主に登場する人物は谷口あずみ、高倉悦子、山崎静香の三人。
先日、同じ放送部だった浩一と静香の結婚式が行われ、あずみ、悦子含めた放送部員は久しぶりに集まり、近況報告をします。
一方、かつて浩一と付き合っていた千秋はおらず、夫の仕事の関係で海外で暮らす悦子は事情を知りませんでした。
一部では行方不明ともささやかれています。
そこで結婚式後、悦子はあずみに手紙を書き、千秋の消息をたずねます。
すると千秋がある事故にあい、右頬に二十針縫う大怪我をおい、それを見せたくないがために誰にも会っていないのだと教えてくれます。

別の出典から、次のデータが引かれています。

//! Top-level B+ tree driver: open, insert, search, range_query.

use std::path::Path;

use tracing::{debug, info};

use crate::btree::node::{child_index, is_overfull, InternalNode, LeafNode, Node};
use crate::btree::page::Metadata;
use crate::btree::pager::Pager;
use crate::btree::{BTreeError, Result};

/// Default tree order when the caller doesn't have a specific reason to
/// pick another.
pub const DEFAULT_ORDER: u32 = 100;

/// A disk-backed B+ tree index mapping byte-string keys to `u32` record
/// IDs.
///
/// Not thread-safe: concurrent callers must serialize access externally.
pub struct BTree {
    pager: Pager,
    meta: Metadata,
}

impl BTree {
    /// Open the index file at `path`, creating it with an empty root leaf
    /// if it doesn't exist.
    pub fn open(path: impl AsRef<Path>, order: u32) -> Result<Self> {
        let (mut pager, existed) = Pager::open(path)?;
        let meta = if existed {
            let meta = pager.read_metadata()?;
            info!(order = meta.order, root = meta.root_page_id, "opened existing b+ tree index");
            meta
        } else {
            let mut meta = Metadata {
                order,
                root_page_id: 1,
                free_pages: Vec::new(),
            };
            pager.write_metadata(&meta)?;
            let root = Node::Leaf(LeafNode {
                page_id: 1,
                keys: Vec::new(),
                values: Vec::new(),
                next_page_id: 0,
            });
            pager.write_page(&root)?;
            pager.sync()?;
            meta.root_page_id = 1;
            info!(order, "created new b+ tree index");
            meta
        };
        Ok(BTree { pager, meta })
    }

    /// Insert `key -> value`. Returns [`BTreeError::DuplicateKey`] if
    /// `key` is already present; the tree is left unchanged in that case.
    pub fn insert(&mut self, key: &[u8], value: u32) -> Result<()> {
        let mut path = Vec::new();
        let mut current_id = self.meta.root_page_id;
        loop {
            let node = self.pager.get_page(current_id)?;
            match node {
                Node::Leaf(mut leaf) => {
                    if leaf.find(key).is_ok() {
                        return Err(BTreeError::DuplicateKey);
                    }
                    leaf.insert_sorted(key.to_vec(), value);
                    self.pager.write_page(&Node::Leaf(leaf.clone()))?;
                    if is_overfull(&Node::Leaf(leaf.clone()), self.meta.order) {
                        self.split_leaf_and_propagate(leaf, path)?;
                    }
                    self.pager.sync()?;
                    return Ok(());
                }
                Node::Internal(internal) => {
                    let idx = child_index(&internal.keys, key);
                    let next_id = internal.children[idx];
                    path.push(internal.page_id);
                    current_id = next_id;
                }
            }
        }
    }

    /// Point lookup.
    pub fn search(&mut self, key: &[u8]) -> Result<Option<u32>> {
        let mut current_id = self.meta.root_page_id;
        loop {
            match self.pager.get_page(current_id)? {
                Node::Leaf(leaf) => {
                    return Ok(leaf.find(key).ok().map(|i| leaf.values[i]));
                }
                Node::Internal(internal) => {
                    let idx = child_index(&internal.keys, key);
                    current_id = internal.children[idx];
                }
            }
        }
    }

    /// Ordered range scan over `[lo, hi]`.
    pub fn range_query(&mut self, lo: &[u8], hi: &[u8]) -> Result<Vec<u32>> {
        let mut results = Vec::new();
        let mut current_id = self.meta.root_page_id;
        // Descend to the leaf that would contain `lo`.
        let mut leaf = loop {
            match self.pager.get_page(current_id)? {
                Node::Leaf(leaf) => break leaf,
                Node::Internal(internal) => {
                    let idx = child_index(&internal.keys, lo);
                    current_id = internal.children[idx];
                }
            }
        };
        'outer: loop {
            for (key, value) in leaf.keys.iter().zip(leaf.values.iter()) {
                if key.as_slice() < lo {
                    continue;
                }
                if key.as_slice() > hi {
                    break 'outer;
                }
                results.push(*value);
            }
            if leaf.next_page_id == 0 {
                break;
            }
            match self.pager.get_page(leaf.next_page_id)? {
                Node::Leaf(next) => leaf = next,
                Node::Internal(_) => {
                    return Err(BTreeError::Internal(
                        "leaf next_page_id pointed at an internal page".to_string(),
                    ))
                }
            }
        }
        Ok(results)
    }

    /// Split an overfull leaf and propagate the promoted key up `path`
    /// (root-to-parent, in descent order), splitting ancestors as needed
    /// and growing the tree's height when the root itself splits.
    fn split_leaf_and_propagate(&mut self, mut leaf: LeafNode, path: Vec<u32>) -> Result<()> {
        let new_page_id = self.pager.allocate_page(&mut self.meta)?;
        let (new_leaf, promoted_key) = leaf.split(new_page_id);
        self.pager.write_page(&Node::Leaf(leaf))?;
        self.pager.write_page(&Node::Leaf(new_leaf))?;
        self.pager.write_metadata(&self.meta)?;
        self.propagate_split(path, promoted_key, new_page_id)
    }

    /// Insert `(separator, right_child)` into the last page on `path`
    /// (the immediate parent), splitting further up as needed.
    fn propagate_split(
        &mut self,
        mut path: Vec<u32>,
        separator: Vec<u8>,
        right_child: u32,
    ) -> Result<()> {
        let Some(parent_id) = path.pop() else {
            // The node that split was the root: grow the tree by one level.
            let new_root_id = self.pager.allocate_page(&mut self.meta)?;
            let old_root_id = self.meta.root_page_id;
            let new_root = InternalNode {
                page_id: new_root_id,
                keys: vec![separator],
                children: vec![old_root_id, right_child],
            };
            self.pager.write_page(&Node::Internal(new_root))?;
            self.meta.root_page_id = new_root_id;
            self.pager.write_metadata(&self.meta)?;
            debug!(new_root_id, "grew tree height by one level");
            return Ok(());
        };

        let mut parent = match self.pager.get_page(parent_id)? {
            Node::Internal(internal) => internal,
            Node::Leaf(_) => {
                return Err(BTreeError::Internal(
                    "split propagation path pointed at a leaf".to_string(),
                ))
            }
        };
        parent.insert_separator(separator, right_child);
        if is_overfull(&Node::Internal(parent.clone()), self.meta.order) {
            let new_page_id = self.pager.allocate_page(&mut self.meta)?;
            let (new_internal, promoted_key) = parent.split(new_page_id);
            self.pager.write_page(&Node::Internal(parent))?;
            self.pager.write_page(&Node::Internal(new_internal))?;
            self.pager.write_metadata(&self.meta)?;
            self.propagate_split(path, promoted_key, new_page_id)
        } else {
            self.pager.write_page(&Node::Internal(parent))?;
            Ok(())
        }
    }
}
//! End-to-end scenarios spanning both engines' public APIs.

use std::collections::HashSet;
use std::sync::Once;

use ferrostore::btree::BTree;
use ferrostore::lsm::{LsmConfig, LsmTree};
use tempfile::tempdir;

static TRACING_INIT: Once = Once::new();

/// Routes the crate's `tracing` spans to stderr so a failing scenario's
/// logs are visible in test output; safe to call from every test.
fn init_tracing() {
    TRACING_INIT.call_once(|| {
        let _ = tracing_subscriber::fmt()
            .with_env_filter(tracing_subscriber::EnvFilter::from_default_env())
            .with_test_writer()
            .try_init();
    });
}

#[test]
fn lsm_point_lookup_overwrite_and_delete() {
    init_tracing();
    let dir = tempdir().unwrap();
    let store = LsmTree::open(dir.path(), LsmConfig::default()).unwrap();

    store.set(b"k".to_vec(), b"v1".to_vec()).unwrap();
    assert_eq!(store.get(b"k").unwrap(), Some(b"v1".to_vec()));

    store.set(b"k".to_vec(), b"v2".to_vec()).unwrap();
    assert_eq!(store.get(b"k").unwrap(), Some(b"v2".to_vec()));

    store.delete(b"k".to_vec()).unwrap();
    assert_eq!(store.get(b"k").unwrap(), None);
}

#[test]
fn lsm_range_query_matches_committed_entries() {
    let dir = tempdir().unwrap();
    let store = LsmTree::open(dir.path(), LsmConfig::default()).unwrap();
    store.set(b"a".to_vec(), 1u32.to_le_bytes().to_vec()).unwrap();
    store.set(b"b".to_vec(), 2u32.to_le_bytes().to_vec()).unwrap();
    store.set(b"c".to_vec(), 3u32.to_le_bytes().to_vec()).unwrap();
    assert_eq!(store.get(b"b").unwrap(), Some(2u32.to_le_bytes().to_vec()));
    let mut range = store.range_query(b"a", b"c").unwrap();
    range.sort();
    assert_eq!(
        range,
        vec![
            (b"a".to_vec(), 1u32.to_le_bytes().to_vec()),
            (b"b".to_vec(), 2u32.to_le_bytes().to_vec()),
            (b"c".to_vec(), 3u32.to_le_bytes().to_vec()),
        ]
    );
}

/// Scenario S2: enough writes to force at least one flush.
#[test]
fn lsm_flush_triggered_by_volume_preserves_first_and_last_keys() {
    let dir = tempdir().unwrap();
    let config = LsmConfig {
        max_memtable_size: 100,
        ..LsmConfig::default()
    };
    let store = LsmTree::open(dir.path(), config).unwrap();
    for i in 0..1500u32 {
        store
            .set(format!("k{i}").into_bytes(), i.to_le_bytes().to_vec())
            .unwrap();
    }
    assert_eq!(store.get(b"k0").unwrap(), Some(0u32.to_le_bytes().to_vec()));
    assert_eq!(
        store.get(b"k1499").unwrap(),
        Some(1499u32.to_le_bytes().to_vec())
    );
}

/// Scenario S3: enough SSTables to force compaction into a single file.
#[test]
fn lsm_compaction_merges_into_one_sstable_and_keeps_all_keys() {
    let dir = tempdir().unwrap();
    let config = LsmConfig {
        max_memtable_size: 1000,
        max_sstables: 5,
    };
    let store = LsmTree::open(dir.path(), config).unwrap();
    for i in 0..6000u32 {
        store
            .set(format!("k{i:05}").into_bytes(), i.to_le_bytes().to_vec())
            .unwrap();
    }
    assert!(dir.path().join("sstable_compacted.db").exists());
    for i in [0u32, 2999, 5999] {
        assert_eq!(
            store.get(format!("k{i:05}").as_bytes()).unwrap(),
            Some(i.to_le_bytes().to_vec())
        );
    }
}

/// Scenario S4: writes without a clean close are durable via the WAL.
#[test]
fn lsm_survives_a_restart_without_close() {
    let dir = tempdir().unwrap();
    {
        let store = LsmTree::open(dir.path(), LsmConfig::default()).unwrap();
        store.set(b"a".to_vec(), b"1".to_vec()).unwrap();
        store.set(b"b".to_vec(), b"2".to_vec()).unwrap();
    }
    let store = LsmTree::open(dir.path(), LsmConfig::default()).unwrap();
    assert_eq!(store.get(b"a").unwrap(), Some(b"1".to_vec()));
    assert_eq!(store.get(b"b").unwrap(), Some(b"2".to_vec()));
}

/// Scenario S5: alphabet insertion with a small order; search, range,
/// and height stay within the expected bound.
#[test]
fn btree_alphabet_insertion_with_small_order() {
    let dir = tempdir().unwrap();
    let mut tree = BTree::open(dir.path().join("index.db"), 4).unwrap();
    for (i, c) in (b'a'..=b'z').enumerate() {
        tree.insert(&[c], i as u32 + 1).unwrap();
    }
    assert_eq!(tree.search(b"m").unwrap(), Some(13));
    assert_eq!(tree.range_query(b"c", b"f").unwrap(), vec![3, 4, 5, 6]);
}

/// Scenario S6: a duplicate insert is rejected and leaves the tree
/// unchanged.
#[test]
fn btree_duplicate_key_is_rejected() {
    let dir = tempdir().unwrap();
    let mut tree = BTree::open(dir.path().join("index.db"), 4).unwrap();
    tree.insert(b"x", 1).unwrap();
    let err = tree.insert(b"x", 2).unwrap_err();
    assert!(matches!(err, ferrostore::btree::BTreeError::DuplicateKey));
    assert_eq!(tree.search(b"x").unwrap(), Some(1));
}

#[test]
fn btree_large_insertion_keeps_search_and_range_correct() {
    let dir = tempdir().unwrap();
    let mut tree = BTree::open(dir.path().join("index.db"), 100).unwrap();
    let mut expected: HashSet<u32> = HashSet::new();
    for i in 0..3000u32 {
        let key = format!("row{i:06}");
        tree.insert(key.as_bytes(), i).unwrap();
        expected.insert(i);
    }
    let scanned: HashSet<u32> = tree
        .range_query(b"row000000", b"row999999")
        .unwrap()
        .into_iter()
        .collect();
    assert_eq!(scanned, expected);
}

しかし、あずみは悦子の自分に対する呼び方、知らないはずのエピソードを書いているなどの点から本人ではないのではと疑い、本人しか知らないであろう質問をいくつか投げます。
悦子はそれに答え、納得いかないながらもあずみは手紙の送り主が悦子だと信じ、事故の経緯を教えてくれます。
その頃はまだ千秋と浩一は付き合っていましたが、浩一に千秋から別れのメッセージが入っていて、浩一は身を引くしかなかったのだといいます。
悦子は次に、静香にも手紙を送り、千秋の事故のことを聞きます。
静香もまた送り主が悦子ではないのでは?と疑問に思い、また千秋の事故の原因が自分にあるのだと疑われているようで不快感をにじませます。
静香は確かに学生時代、浩一のことが好きで、しかしその頃には千秋と付き合っていました。
それでも成長するとそれを受け止め、もう大丈夫なはずでした。
ところが、社会人になってからあずみと千秋と三人で会い、かつて悦子も入れて四人で登った松月山に行くことになります。
そこで事故は起きました。
過去を乗り越えたはずの静香でしたが、山を登るにつれて過去の自分に逆戻りした気持ちになり、浩一と結婚できるようにと願掛けする千秋を見て、当時の惨めだった自分を思い出してしまいます。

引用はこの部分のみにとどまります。